Lundi, le groupe Petra Diamonds a fermé ses mines de Cullinan, Finsch et Koffiefontein. Ses mineurs ont dû être remontés d'urgence à la surface pour ne pas se retrouver bloqués dans les entrailles de la terre.

Le géant du platine AngloAmerican a fait fonctionner ses générateurs, mais "ce n'est pas une solution viable puisque cela coûte cher", a expliqué à l'AFP le porte-parole du groupe, Sibusiso Tshabalala.

Quand l'Afrique du Sud est plongée dans le noir, toute son industrie trinque, et l'image du pays avec.

- 'Coup fatal' -

Des centaines de touristes qui espéraient profiter de la vue imprenable du Cap depuis la Montagne de la table se sont retrouvés bloqués dans les airs pendant trois heures lundi, dans le funiculaire qui conduit au sommet.

Pour éviter l'effondrement total du réseau, Eskom a introduit depuis 2008 des délestages par roulement de quatre heures.

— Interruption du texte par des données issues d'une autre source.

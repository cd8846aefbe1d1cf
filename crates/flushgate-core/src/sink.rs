//! The flush destination.

use bytes::Bytes;
use flushgate_common::types::BatchId;
use flushgate_common::utils::error::SinkError;

/// Consumer of completed batches.
///
/// The flusher owns its sink and calls it from the flusher thread only, one
/// batch at a time. In [`FlushMode::Locked`](crate::FlushMode::Locked) the
/// gate's lock is held for the duration of the call, so a slow sink stalls
/// producers, and a sink that appends through a `Writer` of the same gate
/// deadlocks.
///
/// A returned error drops the batch. The flusher logs it and moves on; it
/// never retries.
pub trait Sink: Send + 'static {
    /// Accepts one batch.
    fn write_batch(&mut self, id: BatchId, batch: Bytes) -> Result<(), SinkError>;

    /// Short name used in log output.
    fn name(&self) -> &'static str {
        "sink"
    }
}

/// A sink backed by a closure. Built with [`from_fn`].
pub struct FnSink<F> {
    f: F,
}

impl<F> Sink for FnSink<F>
where
    F: FnMut(BatchId, Bytes) -> Result<(), SinkError> + Send + 'static,
{
    fn write_batch(&mut self, id: BatchId, batch: Bytes) -> Result<(), SinkError> {
        (self.f)(id, batch)
    }

    fn name(&self) -> &'static str {
        "fn"
    }
}

/// Wraps a closure as a [`Sink`].
///
/// # Examples
///
/// ```
/// use flushgate_core::sink::{Sink, from_fn};
/// use flushgate_core::BatchId;
///
/// let mut total = 0;
/// let mut sink = from_fn(move |_id, batch| {
///     total += batch.len();
///     Ok(())
/// });
/// sink.write_batch(BatchId::FIRST, "abc".into()).unwrap();
/// ```
pub fn from_fn<F>(f: F) -> FnSink<F>
where
    F: FnMut(BatchId, Bytes) -> Result<(), SinkError> + Send + 'static,
{
    FnSink { f }
}
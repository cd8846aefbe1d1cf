//! The batch gate: one mutex, one condition variable, one predicate.
//!
//! Everything the writers and the flusher share lives in [`GateState`] behind
//! the gate's mutex, so the buffer can only be touched with the lock held.
//! The predicate "batch ready" is `size >= flush_threshold`; it is only ever
//! evaluated on a locked state.

use bytes::Bytes;
use parking_lot::{Condvar, Mutex, MutexGuard};

use crate::buffer::Buffer;
use crate::config::GateConfig;
use crate::stats::GateStats;
use flushgate_common::utils::error::Result;

/// State guarded by the gate's lock.
#[derive(Debug)]
pub struct GateState {
    buffer: Buffer,
    closed: bool,
}

impl GateState {
    /// Bytes currently buffered.
    #[inline]
    #[must_use]
    pub fn size(&self) -> usize {
        self.buffer.size()
    }

    /// Returns true once the gate has been closed.
    #[inline]
    #[must_use]
    pub fn is_closed(&self) -> bool {
        self.closed
    }

    pub(crate) fn append(&mut self, payload: &[u8]) {
        self.buffer.append(payload);
    }

    pub(crate) fn take_batch(&mut self) -> Bytes {
        self.buffer.take()
    }
}

/// Mutex + condition variable coordinating writers and the flusher.
#[derive(Debug)]
pub struct BatchGate {
    state: Mutex<GateState>,
    ready: Condvar,
    flush_threshold: usize,
    stats: GateStats,
}

impl BatchGate {
    /// Creates an open gate with an empty buffer.
    ///
    /// # Errors
    ///
    /// Returns an error if the configuration fails validation.
    pub fn new(config: &GateConfig) -> Result<Self> {
        config.validate()?;
        Ok(Self {
            state: Mutex::new(GateState {
                buffer: Buffer::with_capacity(config.initial_capacity),
                closed: false,
            }),
            ready: Condvar::new(),
            flush_threshold: config.flush_threshold,
            stats: GateStats::new(),
        })
    }

    /// The configured flush threshold in bytes.
    #[inline]
    #[must_use]
    pub fn threshold(&self) -> usize {
        self.flush_threshold
    }

    /// Counters for this gate.
    #[must_use]
    pub fn stats(&self) -> &GateStats {
        &self.stats
    }

    /// Bytes currently buffered. Takes the lock.
    #[must_use]
    pub fn buffered_bytes(&self) -> usize {
        self.state.lock().size()
    }

    /// Returns true once the gate has been closed. Takes the lock.
    #[must_use]
    pub fn is_closed(&self) -> bool {
        self.state.lock().is_closed()
    }

    /// Acquires the gate's lock.
    pub(crate) fn lock(&self) -> MutexGuard<'_, GateState> {
        self.state.lock()
    }

    /// The "batch ready" predicate.
    #[inline]
    pub(crate) fn is_ready(&self, state: &GateState) -> bool {
        state.size() >= self.flush_threshold
    }

    /// Wakes the flusher. Called by writers with the lock held.
    #[inline]
    pub(crate) fn signal(&self) {
        self.ready.notify_one();
    }

    /// Suspends on the ready condition until a batch is due or the gate is
    /// closed.
    ///
    /// Returns true when a batch is due. A due batch wins over a close, so
    /// a full batch pending at shutdown still reaches the sink. The predicate
    /// is re-checked after every wake.
    pub(crate) fn wait_for_batch(&self, state: &mut MutexGuard<'_, GateState>) -> bool {
        while !self.is_ready(state) {
            if state.closed {
                return false;
            }
            self.ready.wait(state);
        }
        true
    }

    /// Closes the gate and wakes every waiter.
    ///
    /// Idempotent. After this, appends fail with `Closed` and the flusher
    /// leaves its loop once no full batch remains.
    pub(crate) fn close(&self) {
        let mut state = self.state.lock();
        state.closed = true;
        self.ready.notify_all();
    }

    /// Removes and returns whatever is still buffered.
    pub(crate) fn take_residual(&self) -> Bytes {
        self.state.lock().take_batch()
    }
}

Les Sud-Africains ont appris, comme nombre d'habitants sur le reste du continent, à vivre avec. Une application pour téléphone portable qui répertorie les coupures, généralement programmées, connaît un franc succès ces derniers jours en les aidant à anticiper lessives et préparation des repas.

Pour de nombreux experts et usagers, la crise actuelle est le prix à payer des années de mauvaise gestion et de la corruption qui ont régné sous la présidence de Jacob Zuma (2009-2018).

Eskom est au bord du gouffre. Le groupe croule sous une dette abyssale de 26 milliards d'euros, malgré plusieurs plans de sauvetage de l'Etat qui a injecté en trois ans 128 milliards de rands (7,8 milliards d'euros).

Cyril Ramaphosa, au pouvoir depuis 2018, a promis de faire le ménage dans les entreprises publiques. Sans résultat tangible.

Les coupures de courant actuelles "sont le coup fatal" pour l'économie de l'Afrique du Sud, qui ne s'est jamais remise de la crise financière mondiale de 2008, a estimé Indigo Ellis, analyste chez Verisk Maplecroft.

La croissance s'est encore contractée de 0,6% au troisième trimestre 2019, après avoir chuté de 3,2% au premier.

Les délestages "sonnent le glas de la croissance du PIB au quatrième trimestre", a prévenu M. Ellis, qui a déjà mettant en garde, avec d'autres experts, sur les risques de récession.